* [What the task requires]: Whenever a line contains the string "Binary", copy it out of the entries.

* [Dataset entries]:
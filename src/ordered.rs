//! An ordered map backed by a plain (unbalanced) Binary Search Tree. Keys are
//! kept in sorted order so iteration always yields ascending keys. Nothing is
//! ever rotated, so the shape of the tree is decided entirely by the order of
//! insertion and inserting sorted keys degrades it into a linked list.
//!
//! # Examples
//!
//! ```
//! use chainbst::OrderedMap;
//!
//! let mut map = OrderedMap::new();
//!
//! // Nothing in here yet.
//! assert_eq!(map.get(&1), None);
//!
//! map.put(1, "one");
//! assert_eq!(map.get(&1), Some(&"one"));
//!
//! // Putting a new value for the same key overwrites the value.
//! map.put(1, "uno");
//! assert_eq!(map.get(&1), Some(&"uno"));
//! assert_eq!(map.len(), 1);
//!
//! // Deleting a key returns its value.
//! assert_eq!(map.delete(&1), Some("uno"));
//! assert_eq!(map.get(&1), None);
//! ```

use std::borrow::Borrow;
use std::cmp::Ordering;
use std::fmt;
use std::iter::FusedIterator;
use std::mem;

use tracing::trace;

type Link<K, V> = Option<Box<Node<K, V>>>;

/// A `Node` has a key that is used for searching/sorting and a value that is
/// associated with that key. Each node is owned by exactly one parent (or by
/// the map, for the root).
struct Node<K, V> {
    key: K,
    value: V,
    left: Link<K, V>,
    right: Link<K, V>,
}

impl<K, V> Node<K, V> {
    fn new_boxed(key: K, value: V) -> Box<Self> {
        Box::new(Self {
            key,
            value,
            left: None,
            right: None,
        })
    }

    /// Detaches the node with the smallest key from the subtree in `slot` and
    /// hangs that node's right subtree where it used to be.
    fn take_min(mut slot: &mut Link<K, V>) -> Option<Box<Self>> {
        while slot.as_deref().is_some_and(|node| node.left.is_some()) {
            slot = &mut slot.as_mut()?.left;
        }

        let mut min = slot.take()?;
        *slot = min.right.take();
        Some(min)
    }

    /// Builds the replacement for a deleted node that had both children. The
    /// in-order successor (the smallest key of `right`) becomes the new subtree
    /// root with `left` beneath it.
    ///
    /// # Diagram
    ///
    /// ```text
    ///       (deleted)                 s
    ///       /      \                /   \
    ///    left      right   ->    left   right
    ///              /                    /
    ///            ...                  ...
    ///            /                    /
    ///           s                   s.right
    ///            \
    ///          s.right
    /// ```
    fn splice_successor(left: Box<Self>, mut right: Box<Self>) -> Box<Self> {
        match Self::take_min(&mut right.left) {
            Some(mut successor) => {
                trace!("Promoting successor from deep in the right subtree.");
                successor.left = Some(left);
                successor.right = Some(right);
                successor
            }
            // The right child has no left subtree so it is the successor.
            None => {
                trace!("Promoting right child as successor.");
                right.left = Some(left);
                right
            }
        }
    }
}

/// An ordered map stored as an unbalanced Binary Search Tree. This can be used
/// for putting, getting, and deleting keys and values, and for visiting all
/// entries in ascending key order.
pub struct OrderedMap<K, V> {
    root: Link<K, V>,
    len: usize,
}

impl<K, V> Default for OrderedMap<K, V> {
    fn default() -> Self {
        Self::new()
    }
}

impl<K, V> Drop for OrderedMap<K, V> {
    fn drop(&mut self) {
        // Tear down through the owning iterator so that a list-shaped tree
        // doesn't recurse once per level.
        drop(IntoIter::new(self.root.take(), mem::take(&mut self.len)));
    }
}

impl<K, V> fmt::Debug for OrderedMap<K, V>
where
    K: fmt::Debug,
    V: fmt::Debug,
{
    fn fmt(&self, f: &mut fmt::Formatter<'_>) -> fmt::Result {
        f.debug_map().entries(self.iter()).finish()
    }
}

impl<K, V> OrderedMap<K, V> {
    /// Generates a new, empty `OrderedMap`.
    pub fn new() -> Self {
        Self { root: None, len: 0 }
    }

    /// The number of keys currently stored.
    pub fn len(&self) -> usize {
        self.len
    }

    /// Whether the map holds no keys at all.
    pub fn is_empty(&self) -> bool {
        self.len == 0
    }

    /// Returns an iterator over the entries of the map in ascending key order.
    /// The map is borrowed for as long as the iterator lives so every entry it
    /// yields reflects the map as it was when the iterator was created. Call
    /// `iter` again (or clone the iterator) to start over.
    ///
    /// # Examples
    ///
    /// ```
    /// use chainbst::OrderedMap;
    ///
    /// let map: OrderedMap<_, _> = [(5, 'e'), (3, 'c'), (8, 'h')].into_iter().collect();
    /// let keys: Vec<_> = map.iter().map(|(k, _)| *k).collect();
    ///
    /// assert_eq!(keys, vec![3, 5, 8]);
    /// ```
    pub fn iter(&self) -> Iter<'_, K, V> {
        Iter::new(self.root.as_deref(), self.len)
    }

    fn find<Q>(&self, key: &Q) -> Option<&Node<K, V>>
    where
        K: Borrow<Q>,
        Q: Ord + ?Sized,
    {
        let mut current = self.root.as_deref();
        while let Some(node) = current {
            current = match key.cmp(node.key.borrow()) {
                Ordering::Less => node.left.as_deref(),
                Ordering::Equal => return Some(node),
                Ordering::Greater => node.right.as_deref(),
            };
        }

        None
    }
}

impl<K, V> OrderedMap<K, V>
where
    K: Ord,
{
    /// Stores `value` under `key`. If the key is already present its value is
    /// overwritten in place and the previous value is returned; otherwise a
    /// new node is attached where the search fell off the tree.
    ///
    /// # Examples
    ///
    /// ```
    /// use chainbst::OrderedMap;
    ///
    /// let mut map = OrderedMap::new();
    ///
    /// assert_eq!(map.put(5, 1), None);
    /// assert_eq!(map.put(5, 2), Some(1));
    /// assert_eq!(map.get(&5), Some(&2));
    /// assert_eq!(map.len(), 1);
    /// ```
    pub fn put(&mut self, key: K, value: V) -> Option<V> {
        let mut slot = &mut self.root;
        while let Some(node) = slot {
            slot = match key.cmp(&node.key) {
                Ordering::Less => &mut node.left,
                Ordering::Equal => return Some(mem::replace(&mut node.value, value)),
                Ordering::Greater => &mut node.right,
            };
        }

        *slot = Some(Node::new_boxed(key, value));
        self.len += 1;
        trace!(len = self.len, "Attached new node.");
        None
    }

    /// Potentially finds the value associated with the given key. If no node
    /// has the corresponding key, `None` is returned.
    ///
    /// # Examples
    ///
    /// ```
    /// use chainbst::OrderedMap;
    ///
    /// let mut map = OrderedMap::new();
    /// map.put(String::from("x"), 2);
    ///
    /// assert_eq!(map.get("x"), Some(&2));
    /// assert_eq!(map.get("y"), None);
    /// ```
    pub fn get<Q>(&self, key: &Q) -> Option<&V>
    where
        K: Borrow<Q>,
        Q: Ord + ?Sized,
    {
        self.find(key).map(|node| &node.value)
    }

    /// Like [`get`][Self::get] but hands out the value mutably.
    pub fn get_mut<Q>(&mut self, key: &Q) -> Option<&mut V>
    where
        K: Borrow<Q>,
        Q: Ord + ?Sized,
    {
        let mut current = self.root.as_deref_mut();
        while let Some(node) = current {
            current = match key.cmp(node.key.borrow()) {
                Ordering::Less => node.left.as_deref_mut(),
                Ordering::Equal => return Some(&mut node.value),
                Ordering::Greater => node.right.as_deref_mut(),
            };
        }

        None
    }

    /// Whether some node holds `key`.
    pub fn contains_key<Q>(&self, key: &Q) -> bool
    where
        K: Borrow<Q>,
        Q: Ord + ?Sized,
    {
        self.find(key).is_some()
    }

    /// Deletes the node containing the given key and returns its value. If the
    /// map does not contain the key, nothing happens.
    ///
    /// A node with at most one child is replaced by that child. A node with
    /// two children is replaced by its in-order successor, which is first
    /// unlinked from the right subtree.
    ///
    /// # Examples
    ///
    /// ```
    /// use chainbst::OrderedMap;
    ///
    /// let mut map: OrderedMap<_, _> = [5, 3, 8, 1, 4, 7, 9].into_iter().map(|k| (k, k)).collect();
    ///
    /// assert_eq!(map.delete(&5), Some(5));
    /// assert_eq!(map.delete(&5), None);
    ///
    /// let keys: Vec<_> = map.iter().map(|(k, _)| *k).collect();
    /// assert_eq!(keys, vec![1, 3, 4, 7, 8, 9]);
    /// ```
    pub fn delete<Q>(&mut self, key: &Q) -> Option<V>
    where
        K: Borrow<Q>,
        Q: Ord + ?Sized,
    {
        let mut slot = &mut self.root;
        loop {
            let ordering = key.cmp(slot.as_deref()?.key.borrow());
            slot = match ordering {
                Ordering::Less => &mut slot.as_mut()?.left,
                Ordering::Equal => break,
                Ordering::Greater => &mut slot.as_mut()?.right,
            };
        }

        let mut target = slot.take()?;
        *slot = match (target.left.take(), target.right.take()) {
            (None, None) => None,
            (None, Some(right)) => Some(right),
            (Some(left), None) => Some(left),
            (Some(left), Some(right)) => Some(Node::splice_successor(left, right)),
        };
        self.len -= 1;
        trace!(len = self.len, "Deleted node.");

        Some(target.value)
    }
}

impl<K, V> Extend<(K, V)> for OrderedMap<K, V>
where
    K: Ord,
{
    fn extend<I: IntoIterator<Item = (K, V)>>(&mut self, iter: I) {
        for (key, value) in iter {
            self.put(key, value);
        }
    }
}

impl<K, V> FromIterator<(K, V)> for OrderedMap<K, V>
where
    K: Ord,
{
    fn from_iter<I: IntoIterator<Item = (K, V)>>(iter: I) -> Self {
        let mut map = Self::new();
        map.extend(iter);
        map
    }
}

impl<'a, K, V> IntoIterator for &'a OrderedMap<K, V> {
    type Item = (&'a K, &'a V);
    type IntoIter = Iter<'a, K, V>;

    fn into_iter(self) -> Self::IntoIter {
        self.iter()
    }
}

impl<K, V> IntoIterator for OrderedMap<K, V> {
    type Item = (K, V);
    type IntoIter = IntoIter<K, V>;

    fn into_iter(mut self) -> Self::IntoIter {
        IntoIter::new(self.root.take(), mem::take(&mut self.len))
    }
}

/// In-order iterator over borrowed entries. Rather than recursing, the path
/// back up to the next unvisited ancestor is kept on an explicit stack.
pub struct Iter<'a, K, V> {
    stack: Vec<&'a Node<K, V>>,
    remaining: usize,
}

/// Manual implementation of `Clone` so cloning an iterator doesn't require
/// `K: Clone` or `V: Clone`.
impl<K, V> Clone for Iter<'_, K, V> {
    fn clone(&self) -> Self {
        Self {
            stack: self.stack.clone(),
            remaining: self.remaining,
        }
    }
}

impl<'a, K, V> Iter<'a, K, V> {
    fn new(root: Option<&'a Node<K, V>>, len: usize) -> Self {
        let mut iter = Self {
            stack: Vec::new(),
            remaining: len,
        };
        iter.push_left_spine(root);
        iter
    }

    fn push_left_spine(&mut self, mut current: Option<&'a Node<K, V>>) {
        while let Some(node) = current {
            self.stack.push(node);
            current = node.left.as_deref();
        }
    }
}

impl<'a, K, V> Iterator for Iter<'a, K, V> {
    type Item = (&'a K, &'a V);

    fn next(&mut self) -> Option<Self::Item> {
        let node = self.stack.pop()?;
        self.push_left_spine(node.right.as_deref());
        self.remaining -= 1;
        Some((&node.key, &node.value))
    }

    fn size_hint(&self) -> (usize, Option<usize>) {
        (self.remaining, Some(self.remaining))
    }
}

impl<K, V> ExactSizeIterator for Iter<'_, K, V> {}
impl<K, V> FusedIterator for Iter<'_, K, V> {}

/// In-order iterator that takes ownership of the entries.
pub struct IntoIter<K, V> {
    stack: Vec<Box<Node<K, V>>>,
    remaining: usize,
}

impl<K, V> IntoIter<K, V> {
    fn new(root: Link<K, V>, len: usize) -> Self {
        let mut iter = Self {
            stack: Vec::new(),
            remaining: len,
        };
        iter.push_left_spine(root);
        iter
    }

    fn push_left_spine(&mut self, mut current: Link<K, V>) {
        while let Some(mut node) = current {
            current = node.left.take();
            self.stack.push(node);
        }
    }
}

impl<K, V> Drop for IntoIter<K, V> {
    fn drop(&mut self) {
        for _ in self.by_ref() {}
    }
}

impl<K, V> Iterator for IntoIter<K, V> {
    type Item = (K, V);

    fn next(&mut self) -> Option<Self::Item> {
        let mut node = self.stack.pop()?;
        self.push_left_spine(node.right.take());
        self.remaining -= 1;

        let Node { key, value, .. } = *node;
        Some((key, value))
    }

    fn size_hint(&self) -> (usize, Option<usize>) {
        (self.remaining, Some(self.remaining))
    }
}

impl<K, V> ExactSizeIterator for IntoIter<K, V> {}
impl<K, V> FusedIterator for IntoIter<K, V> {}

* [Response for this exercise]:
//! An ordered map backed by a plain (unbalanced) Binary Search Tree. Keys are
/// An ordered map stored as an unbalanced Binary Search Tree. This can be used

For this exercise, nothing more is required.